Fabrice Farre : le recueil "Loin le seuil"

Remarquable recueil que cet opus de Fabrice Farre, Loin le seuil, qui date déjà de 2017 (je prends du retard dans mes lectures !). Il est publié aux éditions La Crypte et accompagné d’illustrations (des « poeysages ») d’Anael Chadli. J’en donne une note de lecture ce mois-ci dans le numéro 72 de Poésie/première, que je reproduis à peu près ici :

Le livre n’est pas long, mais il faut du temps pour le lire, parce qu’on s’arrête à chaque poème : chaque poème suscite une pause méditative. C’est toujours un très bon signe en poésie. On éprouve à chaque nouvelle page un étonnement délicat devant l’éclosion d’une atmosphère, le surgissement d’une énigme fuyante, mais qui persiste.

Ce qui domine, dans les thèmes comme dans l’écriture – et dans la lecture – c’est une sensation d’étrangeté. Les lieux sont à la fois familiers et étrangers, souvent vagues (la maison, le train), mais quelques lignes suffisent à nous donner l’impression d’y être.

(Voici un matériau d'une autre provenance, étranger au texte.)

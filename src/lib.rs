//! Green Box factory assistant server - Library exports for testing

pub mod api;
pub mod config;
pub mod core;
pub mod infrastructure;

#[cfg(test)]
pub(crate) mod test_support;
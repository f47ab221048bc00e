//! Database entities

use crate::core::equipment::{
    Equipment, EquipmentStatus, MaintenanceEvent, MaintenanceStatus, Sensor, SensorReading,
};
use crate::core::error::StoreError;
use serde::de::DeserializeOwned;
use sqlx::FromRow;

#[derive(Debug, FromRow)]
pub struct EquipmentRow {
    pub id: String,
    pub name: String,
    pub kind: String,
    pub status: String,
}

#[derive(Debug, FromRow)]
pub struct SensorRow {
    pub equipment_id: String,
    pub name: String,
    pub value: f64,
    pub unit: String,
}

#[derive(Debug, FromRow)]
pub struct ReadingRow {
    pub equipment_id: String,
    pub sensor_name: String,
    pub hours_ago: i64,
    pub value: f64,
}

#[derive(Debug, FromRow)]
pub struct MaintenanceRow {
    pub id: String,
    pub equipment_id: String,
    pub date: String,
    pub description: String,
    pub status: String,
}

/// Parses a status column through its serde wire name.
fn status<T: DeserializeOwned>(id: &str, raw: &str) -> Result<T, StoreError> {
    serde_json::from_value(serde_json::Value::String(raw.to_owned())).map_err(|_| {
        StoreError::Corrupt {
            id: id.to_owned(),
            reason: format!("unknown status `{raw}`"),
        }
    })
}

/// Assembles equipment records from their rows.
///
/// Child rows are expected in display order: sensors by position, readings
/// oldest first, maintenance events newest first.
pub fn assemble(
    equipment: Vec<EquipmentRow>,
    sensors: Vec<SensorRow>,
    readings: Vec<ReadingRow>,
    maintenance: Vec<MaintenanceRow>,
) -> Result<Vec<Equipment>, StoreError> {
    let mut assembled = Vec::with_capacity(equipment.len());

    for row in equipment {
        let equipment_status: EquipmentStatus = status(&row.id, &row.status)?;

        let sensors = sensors
            .iter()
            .filter(|sensor| sensor.equipment_id == row.id)
            .map(|sensor| Sensor {
                name: sensor.name.clone(),
                value: sensor.value,
                unit: sensor.unit.clone(),
                history: readings
                    .iter()
                    .filter(|r| r.equipment_id == row.id && r.sensor_name == sensor.name)
                    .map(|r| SensorReading {
                        time: format!("{}h ago", r.hours_ago),
                        value: r.value,
                    })
                    .collect(),
            })
            .collect();

        let maintenance_log = maintenance
            .iter()
            .filter(|event| event.equipment_id == row.id)
            .map(|event| {
                let status: MaintenanceStatus = status(&event.id, &event.status)?;
                Ok(MaintenanceEvent {
                    id: event.id.clone(),
                    date: event.date.clone(),
                    description: event.description.clone(),
                    status,
                })
            })
            .collect::<Result<Vec<_>, StoreError>>()?;

        assembled.push(Equipment {
            id: row.id,
            name: row.name,
            kind: row.kind,
            status: equipment_status,
            sensors,
            maintenance_log,
        });
    }

    Ok(assembled)
}
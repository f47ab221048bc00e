pub mod conversation;
pub mod envelope;
pub mod equipment;
pub mod error;
pub mod flows;
pub mod model;
pub mod orchestrator;
pub mod prompts;
pub mod router;
pub mod schemas;
pub mod services;
pub mod session;
pub mod speech_input;
pub mod traits;
pub mod wav;
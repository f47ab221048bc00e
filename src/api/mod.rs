//! HTTP endpoints

use crate::core::error::SessionError;
use axum::Json;
use axum::Router;
use axum::http::StatusCode;
use axum::response::{IntoResponse, Response};
use log::error;
use serde_json::json;

pub mod actions;
pub mod equipment;
pub mod sessions;

/// Every endpoint, ready for a service provider.
pub fn router() -> Router {
    Router::new()
        .nest("/actions", actions::router())
        .nest("/equipment", equipment::router())
        .nest("/sessions", sessions::router())
}

impl IntoResponse for SessionError {
    fn into_response(self) -> Response {
        let status = match &self {
            SessionError::NotFound | SessionError::UnknownEquipment(_) => StatusCode::NOT_FOUND,
            SessionError::Busy | SessionError::NoPendingOrder | SessionError::NoBagSearch => {
                StatusCode::CONFLICT
            }
            SessionError::EmptyMessage | SessionError::EmptyBagId => StatusCode::BAD_REQUEST,
            SessionError::Store(e) => {
                error!("{e}");
                StatusCode::INTERNAL_SERVER_ERROR
            }
        };

        (status, Json(json!({ "error": self.to_string() }))).into_response()
    }
}
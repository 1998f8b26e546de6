//! Represents a private-namespace credential bundle.

use chrono::{DateTime, Utc};
use serde::{Deserialize, Serialize};
use sqlx::FromRow;

/// A secret gates a private storage namespace.
///
/// Only `access_token` is accepted on upload and download paths. The
/// username/password pair is used solely to rotate that token.
#[derive(Serialize, Deserialize, Clone, FromRow, Debug)]
pub struct Secret {
    /// Namespace id, also the `secret_id` carried by private objects.
    pub uuid: String,

    /// Unique across all secrets.
    pub username: String,

    /// bcrypt hash. The plaintext password is never stored.
    #[serde(skip_serializing)]
    pub password_hash: String,

    /// Four digits, stored in clear for low-friction recovery.
    pub pin_code: String,

    /// Bearer credential, rotated on every successful retrieve.
    #[serde(skip_serializing)]
    pub access_token: String,

    /// Granted only when the creator presented the process-wide secret key.
    pub is_master: bool,

    pub created_by: i64,

    pub created_at: DateTime<Utc>,
}
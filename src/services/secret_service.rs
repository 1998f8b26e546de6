//! Secret lifecycle: create, retrieve (token rotation), pin reset, and
//! access-token resolution for the private upload/download paths.

use bcrypt::{hash, verify};
use chrono::Utc;
use std::sync::Arc;
use subtle::ConstantTimeEq;
use tracing::{info, warn};
use uuid::Uuid;

use crate::{
    models::{
        payload::{
            CreateSecretRequest, ResetPinCodeRequest, ResetPinCodeResponse, RetrieveSecretRequest,
            SecretResponse,
        },
        secret::Secret,
    },
    services::{
        error::{ServiceError, ServiceResult},
        naming::{is_valid_pin, new_token},
        repository::{FindSecretBy, SecretRepository},
    },
};

#[derive(Clone)]
pub struct SecretService {
    secrets: Arc<dyn SecretRepository>,
    /// Process-wide key that grants `is_master`. Empty disables master secrets.
    master_key: String,
    hash_cost: u32,
}

impl SecretService {
    pub fn new(
        secrets: Arc<dyn SecretRepository>,
        master_key: impl Into<String>,
        hash_cost: u32,
    ) -> Self {
        Self {
            secrets,
            master_key: master_key.into(),
            hash_cost,
        }
    }

    pub async fn create_secret(
        &self,
        user_id: i64,
        req: CreateSecretRequest,
    ) -> ServiceResult<SecretResponse> {
        let username = req.username.trim().to_string();
        if username.is_empty() {
            return Err(ServiceError::invalid("username is required"));
        }
        if req.password.is_empty() {
            return Err(ServiceError::invalid("password is required"));
        }
        if self
            .secrets
            .find(&FindSecretBy::username(&username))
            .await?
            .is_some()
        {
            return Err(ServiceError::Conflict(
                "username already has a secret".into(),
            ));
        }
        if !is_valid_pin(&req.pin_code) {
            return Err(ServiceError::invalid("pin code must be 4 digits"));
        }

        let is_master = self.is_master_key(&req.master_key);
        let cost = self.hash_cost;
        let password = req.password;
        let password_hash = tokio::task::spawn_blocking(move || hash(password, cost)).await??;

        let secret = Secret {
            uuid: Uuid::new_v4().to_string(),
            username,
            password_hash,
            pin_code: req.pin_code,
            access_token: new_token(),
            is_master,
            created_by: user_id,
            created_at: Utc::now(),
        };
        self.secrets.insert(&secret).await?;

        info!(secret_id = %secret.uuid, is_master, "secret created");
        Ok(SecretResponse {
            user_id: secret.uuid,
            access_token: secret.access_token,
        })
    }

    /// Exchange username and password for a fresh access token. The
    /// previous token stops working.
    pub async fn retrieve_secret(&self, req: RetrieveSecretRequest) -> ServiceResult<SecretResponse> {
        let secret = self
            .secrets
            .find(&FindSecretBy::username(req.username.trim()))
            .await?
            .ok_or_else(|| ServiceError::not_found("username not found"))?;

        let stored = secret.password_hash.clone();
        let password = req.password;
        let matches = tokio::task::spawn_blocking(move || verify(password, &stored)).await?;
        if !matches.unwrap_or(false) {
            warn!(secret_id = %secret.uuid, "secret retrieval with wrong password");
            return Err(ServiceError::unauthorized("password is incorrect"));
        }

        let access_token = new_token();
        if !self
            .secrets
            .update_access_token(&secret.uuid, &access_token)
            .await?
        {
            return Err(ServiceError::not_found("username not found"));
        }

        info!(secret_id = %secret.uuid, "access token rotated");
        Ok(SecretResponse {
            user_id: secret.uuid,
            access_token,
        })
    }

    pub async fn reset_pin_code(&self, req: ResetPinCodeRequest) -> ServiceResult<ResetPinCodeResponse> {
        if !is_valid_pin(&req.new_pin_code) {
            return Err(ServiceError::invalid("pin code must be 4 digits"));
        }
        let secret = self.verify_access_token(&req.access_token).await?;
        let updated = self
            .secrets
            .update_pin_code(&secret.uuid, &req.new_pin_code)
            .await?;
        info!(secret_id = %secret.uuid, "pin code reset");
        Ok(ResetPinCodeResponse { updated })
    }

    /// Resolve an access token to its secret, or fail `Unauthorized`.
    pub async fn verify_access_token(&self, access_token: &str) -> ServiceResult<Secret> {
        let access_token = access_token.trim();
        if access_token.is_empty() {
            return Err(ServiceError::unauthorized("missing access token"));
        }
        self.secrets
            .find(&FindSecretBy::access_token(access_token))
            .await?
            .ok_or_else(|| ServiceError::unauthorized("invalid access token"))
    }

    fn is_master_key(&self, candidate: &str) -> bool {
        !self.master_key.is_empty()
            && bool::from(candidate.as_bytes().ct_eq(self.master_key.as_bytes()))
    }
}
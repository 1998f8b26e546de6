//! Blob transfer gateway.
//!
//! The upload and download flows talk to the blob store only through
//! [`BlobGateway`]: streamed puts, staged blocks, block-list commits and
//! signed read links. [`LocalBlobGateway`] keeps everything under one
//! directory on local disk:
//!
//! ```text
//! {root}/{path}                        committed blob
//! {root}/.staging/{path}/{hex(block)}  staged blocks, kept until discarded
//! {root}/.manifests/{path}.json        committed block list and size
//! ```

use async_trait::async_trait;
use bytes::Bytes;
use chrono::{Duration, Utc};
use futures::StreamExt;
use serde::{Deserialize, Serialize};
use sha2::{Digest, Sha256};
use std::{
    io::{self, ErrorKind},
    path::{Path, PathBuf},
};
use subtle::ConstantTimeEq;
use thiserror::Error;
use tokio::{
    fs::{self, File},
    io::AsyncWriteExt,
};
use tracing::debug;
use uuid::Uuid;

use crate::{
    models::payload::{ByteStream, body_from},
    services::naming::BlobPath,
};

const STAGING_DIR: &str = ".staging";
const MANIFEST_DIR: &str = ".manifests";
const MAX_BLOB_PATH_LEN: usize = 1024;

#[derive(Debug, Error)]
pub enum BlobError {
    #[error("invalid blob path")]
    InvalidPath,
    #[error("blob `{0}` not found")]
    NotFound(String),
    #[error("{0}")]
    InvalidBlockList(String),
    #[error("invalid signature")]
    InvalidSignature,
    #[error("link expired")]
    Expired,
    #[error("link validity out of range")]
    LinkValidity,
    /// The body being written failed to produce its next piece.
    #[error("reading upload body: {0}")]
    Body(io::Error),
    #[error(transparent)]
    Io(#[from] io::Error),
    #[error("blob manifest: {0}")]
    Manifest(#[from] serde_json::Error),
}

pub type BlobResult<T> = Result<T, BlobError>;

/// Size and block count of a committed blob, as recorded by the store.
#[derive(Debug, Clone, Copy, PartialEq, Eq)]
pub struct CommittedBlob {
    pub size_bytes: u64,
    pub block_count: u64,
}

#[async_trait]
pub trait BlobGateway: Send + Sync {
    /// Stream a whole blob to `path`. `on_progress` receives the cumulative
    /// number of bytes written. Returns the final size.
    async fn upload_stream(
        &self,
        path: &BlobPath,
        body: ByteStream<'_>,
        on_progress: &(dyn Fn(u64) + Send + Sync),
    ) -> BlobResult<u64>;

    /// Stage one uncommitted block. Staging the same id again replaces it.
    /// Returns the block size.
    async fn stage_block(
        &self,
        path: &BlobPath,
        block_id: &str,
        body: ByteStream<'_>,
    ) -> BlobResult<u64>;

    /// Assemble the named staged blocks, in list order, into the blob.
    /// Staged blocks stay in place until [`BlobGateway::discard_staged`].
    async fn commit_block_list(&self, path: &BlobPath, block_ids: &[String]) -> BlobResult<()>;

    /// Drop every staged block of `path`.
    async fn discard_staged(&self, path: &BlobPath) -> BlobResult<()>;

    async fn committed_size(&self, path: &BlobPath) -> BlobResult<CommittedBlob>;

    /// Time-limited, credential-free read link.
    fn signed_url(&self, path: &BlobPath, validity: Duration) -> BlobResult<String>;
}

#[derive(Debug, Default, Serialize, Deserialize)]
struct Manifest {
    size_bytes: u64,
    blocks: Vec<ManifestBlock>,
}

#[derive(Debug, Serialize, Deserialize)]
struct ManifestBlock {
    id: String,
    size_bytes: u64,
}

/// Filesystem-backed blob store. Read links carry an expiry and a
/// sha256 digest over the signing key, the path and that expiry.
#[derive(Clone)]
pub struct LocalBlobGateway {
    root: PathBuf,
    public_url: String,
    signing_key: String,
}

impl LocalBlobGateway {
    pub fn new(
        root: impl Into<PathBuf>,
        public_url: impl Into<String>,
        signing_key: impl Into<String>,
    ) -> Self {
        Self {
            root: root.into(),
            public_url: public_url.into().trim_end_matches('/').to_string(),
            signing_key: signing_key.into(),
        }
    }

    pub fn root(&self) -> &Path {
        &self.root
    }

    /// Reject paths that could escape the root or collide with the
    /// bookkeeping directories.
    fn ensure_path_safe(path: &BlobPath) -> BlobResult<()> {
        let raw = path.as_str();
        if raw.is_empty() || raw.len() > MAX_BLOB_PATH_LEN || raw.starts_with('/') {
            return Err(BlobError::InvalidPath);
        }
        if raw
            .bytes()
            .any(|b| b.is_ascii_control() || b == b'\\' || b == b'\0')
        {
            return Err(BlobError::InvalidPath);
        }
        if raw
            .split('/')
            .any(|segment| segment.is_empty() || segment.starts_with('.'))
        {
            return Err(BlobError::InvalidPath);
        }
        Ok(())
    }

    fn blob_file(&self, path: &BlobPath) -> PathBuf {
        self.root.join(path.as_str())
    }

    fn staging_dir(&self, path: &BlobPath) -> PathBuf {
        self.root.join(STAGING_DIR).join(path.as_str())
    }

    fn manifest_file(&self, path: &BlobPath) -> PathBuf {
        self.root
            .join(MANIFEST_DIR)
            .join(format!("{}.json", path.as_str()))
    }

    /// hex(sha256(key \n path \n expires_at)).
    fn signature(&self, path: &str, expires_at: i64) -> String {
        let mut hasher = Sha256::new();
        hasher.update(self.signing_key.as_bytes());
        hasher.update(b"\n");
        hasher.update(path.as_bytes());
        hasher.update(b"\n");
        hasher.update(expires_at.to_string().as_bytes());
        hex::encode(hasher.finalize())
    }

    /// Check a link produced by [`BlobGateway::signed_url`].
    pub fn verify(&self, path: &BlobPath, expires_at: i64, signature: &str) -> BlobResult<()> {
        Self::ensure_path_safe(path)?;
        let expected = self.signature(path.as_str(), expires_at);
        if !bool::from(expected.as_bytes().ct_eq(signature.as_bytes())) {
            return Err(BlobError::InvalidSignature);
        }
        if Utc::now().timestamp() > expires_at {
            return Err(BlobError::Expired);
        }
        Ok(())
    }

    /// Open a committed blob for reading. Returns the handle and its size.
    pub async fn open(&self, path: &BlobPath) -> BlobResult<(File, u64)> {
        Self::ensure_path_safe(path)?;
        let file = File::open(self.blob_file(path))
            .await
            .map_err(|err| match err.kind() {
                ErrorKind::NotFound => BlobError::NotFound(path.to_string()),
                _ => BlobError::Io(err),
            })?;
        let size = file.metadata().await?.len();
        Ok((file, size))
    }

    async fn write_manifest(&self, path: &BlobPath, manifest: &Manifest) -> BlobResult<()> {
        let bytes = Bytes::from(serde_json::to_vec(manifest)?);
        write_atomic(&self.manifest_file(path), body_from(bytes), &|_| {}).await?;
        Ok(())
    }

    /// Remove empty directories from `start` up to, not including, `stop`.
    async fn prune_empty_dirs(&self, start: &Path, stop: &Path) {
        let mut current = start.to_path_buf();
        while current.starts_with(stop) && current != stop {
            match fs::remove_dir(&current).await {
                Ok(_) => match current.parent() {
                    Some(parent) => current = parent.to_path_buf(),
                    None => break,
                },
                Err(err) if err.kind() == ErrorKind::NotFound => break,
                Err(err) if err.kind() == ErrorKind::DirectoryNotEmpty => break,
                Err(err) => {
                    debug!("failed to prune directory {}: {}", current.display(), err);
                    break;
                }
            }
        }
    }
}

#[async_trait]
impl BlobGateway for LocalBlobGateway {
    async fn upload_stream(
        &self,
        path: &BlobPath,
        body: ByteStream<'_>,
        on_progress: &(dyn Fn(u64) + Send + Sync),
    ) -> BlobResult<u64> {
        Self::ensure_path_safe(path)?;
        let size_bytes = write_atomic(&self.blob_file(path), body, on_progress).await?;
        self.write_manifest(
            path,
            &Manifest {
                size_bytes,
                blocks: Vec::new(),
            },
        )
        .await?;
        debug!(blob = %path, size_bytes, "blob written");
        Ok(size_bytes)
    }

    async fn stage_block(
        &self,
        path: &BlobPath,
        block_id: &str,
        body: ByteStream<'_>,
    ) -> BlobResult<u64> {
        Self::ensure_path_safe(path)?;
        if block_id.is_empty() {
            return Err(BlobError::InvalidBlockList("empty block id".into()));
        }
        let target = self.staging_dir(path).join(hex::encode(block_id));
        let size_bytes = write_atomic(&target, body, &|_| {}).await?;
        debug!(blob = %path, block_id, size_bytes, "block staged");
        Ok(size_bytes)
    }

    async fn commit_block_list(&self, path: &BlobPath, block_ids: &[String]) -> BlobResult<()> {
        Self::ensure_path_safe(path)?;
        if block_ids.is_empty() {
            return Err(BlobError::InvalidBlockList("empty block list".into()));
        }

        let staging = self.staging_dir(path);
        let mut sources = Vec::with_capacity(block_ids.len());
        for id in block_ids {
            let source = staging.join(hex::encode(id));
            if !fs::try_exists(&source).await? {
                return Err(BlobError::InvalidBlockList(format!(
                    "block `{id}` was never staged"
                )));
            }
            sources.push((id, source));
        }

        let target = self.blob_file(path);
        let parent = target.parent().ok_or(BlobError::InvalidPath)?;
        fs::create_dir_all(parent).await?;
        let tmp = TempPath::new(parent.join(format!(".tmp-{}", Uuid::new_v4())));
        let mut file = File::create(tmp.path()).await?;

        let mut manifest = Manifest::default();
        for (id, source) in sources {
            let mut block = File::open(&source).await?;
            let size_bytes = tokio::io::copy(&mut block, &mut file).await?;
            manifest.size_bytes += size_bytes;
            manifest.blocks.push(ManifestBlock {
                id: id.clone(),
                size_bytes,
            });
        }
        file.flush().await?;
        file.sync_all().await?;
        drop(file);
        tmp.persist(&target).await?;

        self.write_manifest(path, &manifest).await?;

        debug!(
            blob = %path,
            blocks = manifest.blocks.len(),
            size_bytes = manifest.size_bytes,
            "block list committed"
        );
        Ok(())
    }

    async fn discard_staged(&self, path: &BlobPath) -> BlobResult<()> {
        Self::ensure_path_safe(path)?;
        let staging = self.staging_dir(path);
        match fs::remove_dir_all(&staging).await {
            Ok(_) => {}
            Err(err) if err.kind() == ErrorKind::NotFound => return Ok(()),
            Err(err) => return Err(err.into()),
        }
        if let Some(parent) = staging.parent() {
            self.prune_empty_dirs(parent, &self.root.join(STAGING_DIR))
                .await;
        }
        debug!(blob = %path, "staged blocks discarded");
        Ok(())
    }

    async fn committed_size(&self, path: &BlobPath) -> BlobResult<CommittedBlob> {
        Self::ensure_path_safe(path)?;
        match fs::read(self.manifest_file(path)).await {
            Ok(raw) => {
                let manifest: Manifest = serde_json::from_slice(&raw)?;
                Ok(CommittedBlob {
                    size_bytes: manifest.size_bytes,
                    block_count: manifest.blocks.len() as u64,
                })
            }
            Err(err) if err.kind() == ErrorKind::NotFound => {
                let (_, size_bytes) = self.open(path).await?;
                Ok(CommittedBlob {
                    size_bytes,
                    block_count: 0,
                })
            }
            Err(err) => Err(BlobError::Io(err)),
        }
    }

    fn signed_url(&self, path: &BlobPath, validity: Duration) -> BlobResult<String> {
        Self::ensure_path_safe(path)?;
        let expires_at = Utc::now()
            .checked_add_signed(validity)
            .ok_or(BlobError::LinkValidity)?
            .timestamp();
        let sig = self.signature(path.as_str(), expires_at);
        Ok(format!(
            "{}/blobs/{}?se={expires_at}&sig={sig}",
            self.public_url,
            path.as_str()
        ))
    }
}

/// Temporary file that is removed on drop unless persisted.
///
/// Dropping an upload future mid-stream leaves nothing behind.
struct TempPath(Option<PathBuf>);

impl TempPath {
    fn new(path: PathBuf) -> Self {
        Self(Some(path))
    }

    fn path(&self) -> &Path {
        self.0.as_deref().unwrap_or_else(|| Path::new(""))
    }

    async fn persist(mut self, target: &Path) -> io::Result<()> {
        let Some(tmp) = self.0.take() else {
            return Err(io::Error::other("temporary file already persisted"));
        };
        let result = match fs::rename(&tmp, target).await {
            Err(err) if err.kind() == ErrorKind::AlreadyExists => {
                fs::remove_file(target).await?;
                fs::rename(&tmp, target).await
            }
            other => other,
        };
        if result.is_err() {
            self.0 = Some(tmp);
        }
        result
    }
}

impl Drop for TempPath {
    fn drop(&mut self) {
        if let Some(path) = self.0.take() {
            let _ = std::fs::remove_file(path);
        }
    }
}

/// Stream `body` into a temp file beside `target`, fsync, then rename.
async fn write_atomic(
    target: &Path,
    mut body: ByteStream<'_>,
    on_progress: &(dyn Fn(u64) + Send + Sync),
) -> BlobResult<u64> {
    let parent = target.parent().ok_or(BlobError::InvalidPath)?;
    fs::create_dir_all(parent).await?;
    let tmp = TempPath::new(parent.join(format!(".tmp-{}", Uuid::new_v4())));
    let mut file = File::create(tmp.path()).await?;

    let mut written: u64 = 0;
    while let Some(chunk) = body.next().await {
        let chunk = chunk.map_err(BlobError::Body)?;
        file.write_all(&chunk).await?;
        written += chunk.len() as u64;
        on_progress(written);
    }
    file.flush().await?;
    file.sync_all().await?;
    drop(file);

    tmp.persist(target).await?;
    Ok(written)
}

Ou plutôt d’y être presque, d’y parvenir sans y rester, d’y flotter sur le seuil : « J’ai toujours trouvé le seuil devant une porte (ou aucune) comme un moment suspendu, avant que n’arrive rien, sauf celui qui s’aperçoit, perdu sur la pierre haute lorsqu’il me rejoint ». Le sujet poétique, souvent un « nous » indéterminé, parfois un « je », transmet une expérience de l’écart, de la difficulté à coïncider, comme une sorte d’exil à la maison, de dépaysement chez soi : « Dans l’air, le je prend masse soudain et se retire comme une troisième personne ». Une expérience, en somme, qui pourrait correspondre à ce qu’est la poésie.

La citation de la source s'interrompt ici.